The discovery of plant toxins could advance the fight against antibiotic resistance
A powerful plant toxin with a unique way of killing harmful bacteria has emerged as one of the most powerful antibiotic candidates in decades.
Scientists say that albicidin can kill superbugs such as E.coli and salmonella, which are becoming increasingly resistant to modern medicine.
It is produced by a sugarcane pathogen called Xanthomonas albilineans, which causes the devastating disease leaf smut in plants.
It is believed that albicidin is used by the pathogen to attack sugar cane, allowing it to spread.
Scientists have known for some time that albicidin is very effective at killing superbugs like E.coli, which are notorious for becoming increasingly resistant to antibiotics.
This means that researchers are racing to develop new effective drugs.
While experiments have shown that albicidin shows promise, so far pharmaceutical development has been hampered because scientists did not know exactly how it interacts with its target, DNA of a bacterial enzyme called gyrase.
This enzyme binds to DNA and bends it through a series of elegant movements in a process called supercoiling, which is vital for cells to function properly.
Now researchers in the UK, Germany and Poland have exploited advances in a technique called transmission electron microscopy, which allows samples to be examined at temperatures as low as 273°C.
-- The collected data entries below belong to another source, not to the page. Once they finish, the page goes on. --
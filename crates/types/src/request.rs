use std::collections::BTreeMap;

use rust_decimal::Decimal;
use serde::{Deserialize, Serialize};
use thiserror::Error;

use crate::{CustodyError, WalletBinding};

/// Caller input for creating a payment intent.
#[derive(Debug, Clone, PartialEq, Serialize, Deserialize)]
pub struct PaymentRequest {
    pub amount: Decimal,

    #[serde(default = "default_currency")]
    pub currency: String,

    #[serde(default)]
    pub recipient_label: String,

    pub recipient_address: String,

    pub chain: String,

    /// Destination chain for cross-chain payments; same-chain when absent
    #[serde(default, skip_serializing_if = "Option::is_none")]
    pub destination_chain: Option<String>,

    pub from_wallet: WalletBinding,

    #[serde(default, skip_serializing_if = "BTreeMap::is_empty")]
    pub metadata: BTreeMap<String, serde_json::Value>,
}

fn default_currency() -> String {
    "USD".to_string()
}

#[derive(Debug, Clone, Error, PartialEq, Eq)]
pub enum RequestError {
    #[error("amount must be positive, got {amount}")]
    NonPositiveAmount { amount: String },

    #[error("recipient address is required")]
    MissingRecipientAddress,

    #[error("target chain is required")]
    MissingChain,

    #[error("wallet reference is required")]
    MissingWalletReference,

    #[error(transparent)]
    Custody(#[from] CustodyError),
}

impl PaymentRequest {
    /// Validate the request's required fields and the custody invariant.
    pub fn validate(&self) -> Result<(), RequestError> {
        if self.amount <= Decimal::ZERO {
            return Err(RequestError::NonPositiveAmount {
                amount: self.amount.to_string(),
            });
        }
        if self.recipient_address.trim().is_empty() {
            return Err(RequestError::MissingRecipientAddress);
        }
        if self.chain.trim().is_empty() {
            return Err(RequestError::MissingChain);
        }
        if self.from_wallet.reference.trim().is_empty() {
            return Err(RequestError::MissingWalletReference);
        }
        self.from_wallet.validate()?;
        Ok(())
    }

    pub fn is_cross_chain(&self) -> bool {
        self.destination_chain
            .as_deref()
            .is_some_and(|dest| dest != self.chain)
    }
}

#[cfg(test)]
mod tests {
    use super::*;
    use crate::{CustodyType, WalletRole};

    fn valid_request() -> PaymentRequest {
        PaymentRequest {
            amount: Decimal::new(1050, 2),
            currency: "USD".to_string(),
            recipient_label: "Vendor".to_string(),
            recipient_address: "0xdeadbeef".to_string(),
            chain: "BASE".to_string(),
            destination_chain: None,
            from_wallet: WalletBinding::new(
                WalletRole::Agent,
                CustodyType::PlatformManaged,
                "wallet-1",
            ),
            metadata: BTreeMap::new(),
        }
    }

    #[test]
    fn test_valid_request_passes() {
        assert!(valid_request().validate().is_ok());
    }

    #[test]
    fn test_zero_amount_rejected() {
        let mut req = valid_request();
        req.amount = Decimal::ZERO;
        assert!(matches!(
            req.validate(),
            Err(RequestError::NonPositiveAmount { .. })
        ));
    }

    #[test]
    fn test_negative_amount_rejected() {
        let mut req = valid_request();
        req.amount = Decimal::new(-5, 0);
        assert!(matches!(
            req.validate(),
            Err(RequestError::NonPositiveAmount { .. })
        ));
    }

    #[test]
    fn test_missing_recipient_rejected() {
        let mut req = valid_request();
        req.recipient_address = "  ".to_string();
        assert_eq!(req.validate(), Err(RequestError::MissingRecipientAddress));
    }

    #[test]
    fn test_missing_chain_rejected() {
        let mut req = valid_request();
        req.chain = String::new();
        assert_eq!(req.validate(), Err(RequestError::MissingChain));
    }

    #[test]
    fn test_agent_self_custodied_rejected_at_request_level() {
        let mut req = valid_request();
        req.from_wallet =
            WalletBinding::new(WalletRole::Agent, CustodyType::SelfCustodied, "0xabc");
        assert!(matches!(req.validate(), Err(RequestError::Custody(_))));
    }
}
use rust_decimal::Decimal;
use payguard_types::{GuardKind, GuardPolicy, GuardResult};

/// Facts a guard evaluation runs against. The window spend aggregate is
/// supplied by the caller; the evaluator never scans history itself.
#[derive(Debug, Clone, PartialEq)]
pub struct GuardContext {
    pub amount: Decimal,
    pub recipient_address: String,
    pub timestamp: u64,
    /// Amount already spent in the rolling-budget window
    pub spent_in_window: Decimal,
}

impl GuardContext {
    pub fn new(amount: Decimal, recipient_address: impl Into<String>, timestamp: u64) -> Self {
        Self {
            amount,
            recipient_address: recipient_address.into(),
            timestamp,
            spent_in_window: Decimal::ZERO,
        }
    }

    pub fn with_spent_in_window(mut self, spent: Decimal) -> Self {
        self.spent_in_window = spent;
        self
    }
}

/// Evaluate every enabled blocking policy against the payment.
///
/// Results preserve the policy set's insertion order, one entry per enabled
/// blocking policy. A single failure is sufficient to block the payment.
pub fn evaluate(ctx: &GuardContext, policies: &[GuardPolicy]) -> Vec<GuardResult> {
    policies
        .iter()
        .filter(|p| p.enabled)
        .filter_map(|policy| apply(ctx, policy))
        .collect()
}

/// Apply one policy; `None` for advisory kinds that never block.
fn apply(ctx: &GuardContext, policy: &GuardPolicy) -> Option<GuardResult> {
    match policy.kind {
        GuardKind::SingleTransactionLimit => {
            if ctx.amount > policy.limit {
                Some(GuardResult::fail(
                    policy,
                    format!(
                        "amount {} exceeds the single-transaction limit of {}",
                        ctx.amount, policy.limit
                    ),
                ))
            } else {
                Some(GuardResult::pass(policy))
            }
        }
        GuardKind::RollingBudgetLimit => {
            let projected = ctx.spent_in_window + ctx.amount;
            if projected > policy.limit {
                Some(GuardResult::fail(
                    policy,
                    format!(
                        "window spend {} plus amount {} would exceed the budget limit of {}",
                        ctx.spent_in_window, ctx.amount, policy.limit
                    ),
                ))
            } else {
                Some(GuardResult::pass(policy))
            }
        }
        GuardKind::RecipientAllowlist => {
            // Address comparison is case-insensitive: hex addresses appear
            // in both checksummed and lowercased forms.
            let listed = policy
                .allowed
                .iter()
                .any(|a| a.eq_ignore_ascii_case(&ctx.recipient_address));
            if listed {
                Some(GuardResult::pass(policy))
            } else {
                Some(GuardResult::fail(
                    policy,
                    format!(
                        "recipient {} is not on the allowlist",
                        ctx.recipient_address
                    ),
                ))
            }
        }
        // Advisory; consumed by auto_approve_eligible, never blocks
        GuardKind::AutoApproveThreshold => None,
    }
}

/// Whether the payment clears every enabled auto-approve threshold.
///
/// Returns false when no threshold policy is configured: without an
/// explicit pre-clearance rule, approval stays manual.
pub fn auto_approve_eligible(amount: Decimal, policies: &[GuardPolicy]) -> bool {
    let thresholds: Vec<_> = policies
        .iter()
        .filter(|p| p.enabled && p.kind == GuardKind::AutoApproveThreshold)
        .collect();

    !thresholds.is_empty() && thresholds.iter().all(|p| amount <= p.limit)
}
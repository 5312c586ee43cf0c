use std::sync::Arc;

use serde::Serialize;

use payguard_guards::{diff_results, evaluate, GuardContext, GuardDiff};
use payguard_store::IntentStore;
use payguard_types::GuardResult;

use crate::error::EngineError;
use crate::machine::{spent_in_window, PolicySource};

/// Original-vs-current guard outcomes for one intent.
#[derive(Debug, Clone, PartialEq, Serialize)]
pub struct ReplayReport {
    pub intent_id: String,
    /// Guard results recorded when the intent was last simulated
    pub original: Vec<GuardResult>,
    /// Results of re-evaluating the same payment under today's policies
    pub current: Vec<GuardResult>,
    /// Policies whose outcome flipped, or that no longer exist
    pub differences: Vec<GuardDiff>,
}

/// Answers "would this payment be decided differently under the current
/// policy configuration?" for incident review. Read-only; never mutates
/// the intent or its stored guard results.
pub struct IncidentReplayEngine {
    store: Arc<dyn IntentStore>,
    policies: Arc<dyn PolicySource>,
}

impl IncidentReplayEngine {
    pub fn new(store: Arc<dyn IntentStore>, policies: Arc<dyn PolicySource>) -> Self {
        Self { store, policies }
    }

    pub async fn replay(&self, intent_id: &str) -> Result<ReplayReport, EngineError> {
        let intent = self
            .store
            .get(intent_id)
            .await?
            .ok_or_else(|| EngineError::NotFound {
                intent_id: intent_id.to_string(),
            })?;

        let policies = self.policies.current();
        // Reconstruct the spend aggregate as of the original evaluation,
        // leaving the replayed intent itself out of its own window.
        let spent = spent_in_window(
            self.store.as_ref(),
            &policies,
            intent.created_at,
            Some(&intent.id),
        )
        .await?;
        let ctx = GuardContext::new(intent.amount, &intent.recipient_address, intent.created_at)
            .with_spent_in_window(spent);
        let current = evaluate(&ctx, &policies);
        let differences = diff_results(&intent.guard_results, &current);

        Ok(ReplayReport {
            intent_id: intent.id,
            original: intent.guard_results,
            current,
            differences,
        })
    }
}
They found that albicidin forms an L-shape, which allows it to interact with both gyrase and DNA in a unique way.
In this state, gyrase can no longer move to bring the ends of the DNA together, and albicidin acts like a wrench thrown between two gears.
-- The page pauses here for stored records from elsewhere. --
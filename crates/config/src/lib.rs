//! Configuration management for the Payguard payment engine
//!
//! This crate provides centralized configuration management with support for:
//! - Multiple config formats (TOML, YAML, JSON)
//! - Environment variable overrides
//! - Config validation

mod config;
mod loader;
mod validation;

pub use config::*;
pub use loader::*;
pub use validation::*;

#[derive(Debug, thiserror::Error)]
pub enum ConfigError {
    #[error("Failed to load config: {0}")]
    LoadError(String),

    #[error("Config validation failed: {0}")]
    ValidationError(String),

    #[error("IO error: {0}")]
    IoError(#[from] std::io::Error),

    #[error("Config library error: {0}")]
    ConfigLibError(#[from] ::config::ConfigError),

    #[error("TOML parse error: {0}")]
    TomlError(#[from] toml::de::Error),

    #[error("YAML parse error: {0}")]
    YamlError(#[from] serde_yaml::Error),

    #[error("JSON parse error: {0}")]
    JsonError(#[from] serde_json::Error),
}

pub type Result<T> = std::result::Result<T, ConfigError>;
The researchers say that the way albicidin interacts with gyrase is different enough from existing antibiotics that the molecule and its derivatives are likely to work on many of the current antibiotic-resistant bacteria.
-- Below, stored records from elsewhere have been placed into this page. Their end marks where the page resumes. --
use camrec_media_info::{AudioParams, ContainerFormat, VideoCodec, VideoParams};
use ffmpeg::{Rational, format, packet};
use std::{path::Path, ptr};
use tracing::*;

use super::{ContainerWriter, WriterError};

const MICROS: Rational = Rational(1, 1_000_000);

/// Stream-copies already encoded packets into a real mp4/mpegts/flv container.
pub struct FfmpegWriter {
    open: Option<OpenOutput>,
}

struct OpenOutput {
    output: format::context::Output,
    video_index: usize,
    audio_index: Option<usize>,
}

impl FfmpegWriter {
    pub fn new() -> Result<Self, WriterError> {
        ffmpeg::init()?;
        Ok(Self { open: None })
    }

    fn open_mut(&mut self) -> Result<&mut OpenOutput, WriterError> {
        self.open.as_mut().ok_or(WriterError::NotOpen)
    }
}

fn add_video_stream(
    output: &mut format::context::Output,
    video: &VideoParams,
) -> Result<usize, ffmpeg::Error> {
    let (id, codec_id) = match video.codec {
        VideoCodec::H264 => (
            ffmpeg::codec::Id::H264,
            ffmpeg::ffi::AVCodecID::AV_CODEC_ID_H264,
        ),
        VideoCodec::H265 => (
            ffmpeg::codec::Id::HEVC,
            ffmpeg::ffi::AVCodecID::AV_CODEC_ID_HEVC,
        ),
    };

    let codec = ffmpeg::codec::decoder::find(id).ok_or(ffmpeg::Error::DecoderNotFound)?;
    let mut stream = output.add_stream(codec)?;
    stream.set_time_base(MICROS);

    unsafe {
        let codecpar = (*stream.as_mut_ptr()).codecpar;
        (*codecpar).codec_type = ffmpeg::ffi::AVMediaType::AVMEDIA_TYPE_VIDEO;
        (*codecpar).codec_id = codec_id;
        (*codecpar).width = video.width as i32;
        (*codecpar).height = video.height as i32;
        (*codecpar).bit_rate = i64::from(video.bitrate_kbps) * 1000;

        let rate = ffmpeg::ffi::AVRational {
            num: video.frame_rate as i32,
            den: 1,
        };
        (*stream.as_mut_ptr()).avg_frame_rate = rate;
        (*stream.as_mut_ptr()).r_frame_rate = rate;
    }

    Ok(stream.index())
}

fn add_audio_stream(
    output: &mut format::context::Output,
    audio: &AudioParams,
) -> Result<usize, ffmpeg::Error> {
    // MP3 payloads are declared as MP2, the container only needs the framing
    let codec = ffmpeg::codec::decoder::find(ffmpeg::codec::Id::MP2)
        .ok_or(ffmpeg::Error::DecoderNotFound)?;
    let mut stream = output.add_stream(codec)?;
    stream.set_time_base(MICROS);

    unsafe {
        let codecpar = (*stream.as_mut_ptr()).codecpar;
        (*codecpar).codec_type = ffmpeg::ffi::AVMediaType::AVMEDIA_TYPE_AUDIO;
        (*codecpar).codec_id = ffmpeg::ffi::AVCodecID::AV_CODEC_ID_MP2;
        (*codecpar).sample_rate = audio.sample_rate as i32;
        (*codecpar).bit_rate = i64::from(audio.bitrate_kbps) * 1000;
        ffmpeg::ffi::av_channel_layout_default(
            &mut (*codecpar).ch_layout,
            i32::from(audio.channels),
        );
    }

    Ok(stream.index())
}

impl OpenOutput {
    fn write_packet(
        &mut self,
        index: usize,
        data: &[u8],
        pts: i64,
        key_frame: bool,
    ) -> Result<(), WriterError> {
        let time_base = self
            .output
            .stream(index)
            .map(|s| s.time_base())
            .ok_or(WriterError::NotOpen)?;

        let mut packet = ffmpeg::Packet::copy(data);
        packet.set_stream(index);
        packet.set_pts(Some(pts));
        packet.set_dts(Some(pts));
        if key_frame {
            packet.set_flags(packet::Flags::KEY);
        }
        packet.rescale_ts(MICROS, time_base);

        packet.write_interleaved(&mut self.output)?;
        Ok(())
    }
}

impl ContainerWriter for FfmpegWriter {
    fn init(
        &mut self,
        format: ContainerFormat,
        path: &Path,
        video: &VideoParams,
        audio: Option<&AudioParams>,
    ) -> Result<(), WriterError> {
        if self.open.is_some() {
            return Err(WriterError::AlreadyOpen);
        }

        if let Some(parent) = path.parent() {
            std::fs::create_dir_all(parent)?;
        }

        let mut output = format::output_as(&path, format.tag())?;

        let video_index = add_video_stream(&mut output, video)?;
        let audio_index = audio
            .map(|audio| add_audio_stream(&mut output, audio))
            .transpose()?;

        // make sure this happens after adding all streams!
        output.write_header()?;

        info!(
            path = %path.display(),
            format = %format,
            "Opened {} container",
            format.tag()
        );

        self.open = Some(OpenOutput {
            output,
            video_index,
            audio_index,
        });

        Ok(())
    }

    fn write_video_frame(
        &mut self,
        data: &[u8],
        pts: i64,
        key_frame: bool,
    ) -> Result<(), WriterError> {
        let open = self.open_mut()?;
        let index = open.video_index;
        open.write_packet(index, data, pts, key_frame)
    }

    fn write_audio_frame(&mut self, data: &[u8], pts: i64) -> Result<(), WriterError> {
        let open = self.open_mut()?;
        let index = open
            .audio_index
            .ok_or(WriterError::Unsupported("stream has no audio track"))?;
        open.write_packet(index, data, pts, false)
    }

    fn append_trailer(&mut self, data: &[u8]) -> Result<(), WriterError> {
        let open = self.open_mut()?;
        let len = i32::try_from(data.len())
            .map_err(|_| WriterError::Unsupported("trailer too large"))?;

        unsafe {
            let ctx = open.output.as_mut_ptr();
            let pb = (*ctx).pb;
            if pb.is_null() {
                return Err(WriterError::NotOpen);
            }

            // packets still held for interleaving, then whatever the muxer itself buffers
            // (mpegts keeps partial PES payloads), must reach the file ahead of the box
            let ret = ffmpeg::ffi::av_interleaved_write_frame(ctx, ptr::null_mut());
            if ret < 0 {
                return Err(ffmpeg::Error::from(ret).into());
            }
            let ret = ffmpeg::ffi::av_write_frame(ctx, ptr::null_mut());
            if ret < 0 {
                return Err(ffmpeg::Error::from(ret).into());
            }

            ffmpeg::ffi::avio_write(pb, data.as_ptr(), len);
            ffmpeg::ffi::avio_flush(pb);
            if (*pb).error < 0 {
                return Err(ffmpeg::Error::from((*pb).error).into());
            }
        }

        Ok(())
    }

    fn deinit(&mut self) -> Result<(), WriterError> {
        let Some(mut open) = self.open.take() else {
            return Err(WriterError::NotOpen);
        };

        open.output.write_trailer()?;

        Ok(())
    }
}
Study author Dr Dmitry Ghilarov of the John Innes Center in Norwich said: “It seems that because of the nature of the interaction, albicidin targets a really essential part of the enzyme and it is difficult for bacteria to develop resistance to it. .
“Now that we have a structural understanding, we can try to further exploit this binding pocket and make further modifications to albicidin to improve its potency and pharmacological properties.”
The team has already used their observations to make improved versions of the antibiotic.
Tests showed that these new versions were effective against dangerous infections such as E.coli and Salmonella.
Dr Ghilarov said: “We believe this is one of the most exciting new antibiotic candidates in many years.
“It has extremely high potency at low concentrations and is very effective against pathogenic bacteria – even those resistant to commonly used antibiotics such as fluoroquinolones.
“This molecule has been around for decades. Now, advances in cryo-electron microscopy have made it possible to determine structures of even the most complicated protein-DNA complexes.
“Being the first person to see how the molecule is bound to its target and how it works is a great privilege and the best reward a scientist can have.”
– The results are published in the journal Nature Catalysis.